# Anyone from Toronto or Montreal? UC research study looking for participants



## selfcarecatalysts (Dec 16, 2013)

This message has been approved by the lead administrator of the forum:

*Help Improve Ulcerative Colitis Care – Research Study Looking for Participants
*
Self Care Catalysts, a health research company, is conducting a qualitative patient study on ulcerative colitis.

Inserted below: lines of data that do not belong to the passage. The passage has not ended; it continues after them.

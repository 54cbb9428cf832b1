use crate::domain::{F32Domain, F64Domain, FloatingDomain, NumericDomain};
use crate::relation::Relation;
use crate::sets::numeric::NumericValueSet;
use rand::Rng;
use std::fmt::{Display, Formatter};

/// A set of floating point numbers: an interval set over the finite values, plus flags for NaN and
/// the two infinities, which lie outside of the ordered finite domain.
#[derive(Clone, Debug, PartialEq)]
pub struct FloatingValueSet<D: FloatingDomain> {
    has_nan: bool,
    has_minus_inf: bool,
    has_plus_inf: bool,
    numbers: NumericValueSet<D>,
}

pub type SingleValueSet = FloatingValueSet<F32Domain>;
pub type DoubleValueSet = FloatingValueSet<F64Domain>;

impl<D: FloatingDomain> FloatingValueSet<D> {
    pub fn new(has_nan: bool, has_minus_inf: bool, numbers: NumericValueSet<D>, has_plus_inf: bool) -> Self {
        FloatingValueSet {
            has_nan,
            has_minus_inf,
            has_plus_inf,
            numbers,
        }
    }

    pub fn all_values() -> Self {
        Self::new(true, true, NumericValueSet::all_values(), true)
    }

    pub fn no_values() -> Self {
        Self::new(false, false, NumericValueSet::no_values(), false)
    }

    /// The set of all values `v` such that `v <relation> value`, where `value` may be NaN or infinite.
    pub fn related(relation: Relation, value: D::Value) -> Self {
        if D::is_nan(value) {
            let nan_only = matches!(
                relation,
                Relation::Equal | Relation::LessThanOrEqual | Relation::GreaterThanOrEqual
            );
            return Self::new(nan_only, false, NumericValueSet::no_values(), false);
        }
        Self::new(
            false,
            D::related(relation, D::negative_infinity(), value),
            NumericValueSet::related(relation, value),
            D::related(relation, D::positive_infinity(), value),
        )
    }

    pub fn random<R: Rng + ?Sized>(expected_size: usize, rng: &mut R) -> Self {
        Self::new(
            rng.random(),
            rng.random(),
            NumericValueSet::random(expected_size, rng),
            rng.random(),
        )
    }

    pub fn has_nan(&self) -> bool {
        self.has_nan
    }

    pub fn has_minus_inf(&self) -> bool {
        self.has_minus_inf
    }

    pub fn has_plus_inf(&self) -> bool {
        self.has_plus_inf
    }

    /// The finite members of the set.
    pub fn numbers(&self) -> &NumericValueSet<D> {
        &self.numbers
    }

    pub fn is_empty(&self) -> bool {
        !self.has_nan && !self.has_minus_inf && !self.has_plus_inf && self.numbers.is_empty()
    }

    /// The special members of the set, each paired with its flag.
    fn specials(&self) -> [(bool, D::Value); 3] {
        [
            (self.has_nan, D::nan()),
            (self.has_minus_inf, D::negative_infinity()),
            (self.has_plus_inf, D::positive_infinity()),
        ]
    }

    pub fn any(&self, relation: Relation, value: D::Value) -> bool {
        self.specials()
            .into_iter()
            .any(|(present, special)| present && D::related(relation, special, value))
            || self.numbers.any(relation, value)
    }

    pub fn all(&self, relation: Relation, value: D::Value) -> bool {
        self.specials()
            .into_iter()
            .all(|(present, special)| !present || D::related(relation, special, value))
            && self.numbers.all(relation, value)
    }

    pub fn complement(&self) -> Self {
        Self::new(
            !self.has_nan,
            !self.has_minus_inf,
            self.numbers.complement(),
            !self.has_plus_inf,
        )
    }

    pub fn intersect(&self, other: &Self) -> Self {
        Self::new(
            self.has_nan && other.has_nan,
            self.has_minus_inf && other.has_minus_inf,
            self.numbers.intersect(&other.numbers),
            self.has_plus_inf && other.has_plus_inf,
        )
    }

    pub fn union(&self, other: &Self) -> Self {
        Self::new(
            self.has_nan || other.has_nan,
            self.has_minus_inf || other.has_minus_inf,
            self.numbers.union(&other.numbers),
            self.has_plus_inf || other.has_plus_inf,
        )
    }

    /// A member of the set, finite numbers first, then `+Inf`, `-Inf` and `NaN`.
    pub fn sample(&self) -> Option<D::Value> {
        if let Some(number) = self.numbers.sample() {
            Some(number)
        } else if self.has_plus_inf {
            Some(D::positive_infinity())
        } else if self.has_minus_inf {
            Some(D::negative_infinity())
        } else if self.has_nan {
            Some(D::nan())
        } else {
            None
        }
    }
}

impl<D: FloatingDomain> Display for FloatingValueSet<D> {
    fn fmt(&self, f: &mut Formatter<'_>) -> std::fmt::Result {
        let mut parts = Vec::with_capacity(4);
        if self.has_nan {
            parts.push("NaN".to_string());
        }
        if self.has_minus_inf {
            parts.push("-Inf".to_string());
        }
        if !self.numbers.is_empty() {
            parts.push(self.numbers.to_string());
        }
        if self.has_plus_inf {
            parts.push("Inf".to_string());
        }
        write!(f, "{}", parts.join(","))
    }
}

They are looking to recruit patients in Montreal and Toronto with mild to moderate UC, currently being treated with 5-Aminosalicylates (5-ASA), to participate in interviews. 

*Each participant will be compensated $200 for a 2-hour in-home interview, or $150 for a 1.5-hour in-facility interview (depending on their availability)*. The information that participants provide as well as their identities will remain strictly confidential, and the results from the interview will be aggregated with responses from other respondents.  

The questions asked during the interview are qualitative in nature, and will cover the following aspects of a UC patient’s experience: pre-diagnosis experience,  experience with health care professionals, diagnosis of UC, treatment and lifestyle management, impact on quality of life, and use of online research tools / social support sites to manage and cope with UC.

The results from this study will be used towards better understanding the UC patient journey and hence developing better solutions for those with the condition.

If you are interested in participating and meet the qualifications, please contact Health Researcher Yiwen Sim at yiwen@selfcarecatalysts.com or call 416-673-6675.

Note: Some of the interviews will be conducted in-home because it allows us to observe the natural setting of persons living with UC, as well as look at some of their food preparation and other lifestyle modifications. We have done 4 in-home ethnographic studies to date for UC and they were all very successful and insightful!

Best regards,

Yiwen Sim
Health Researcher


----------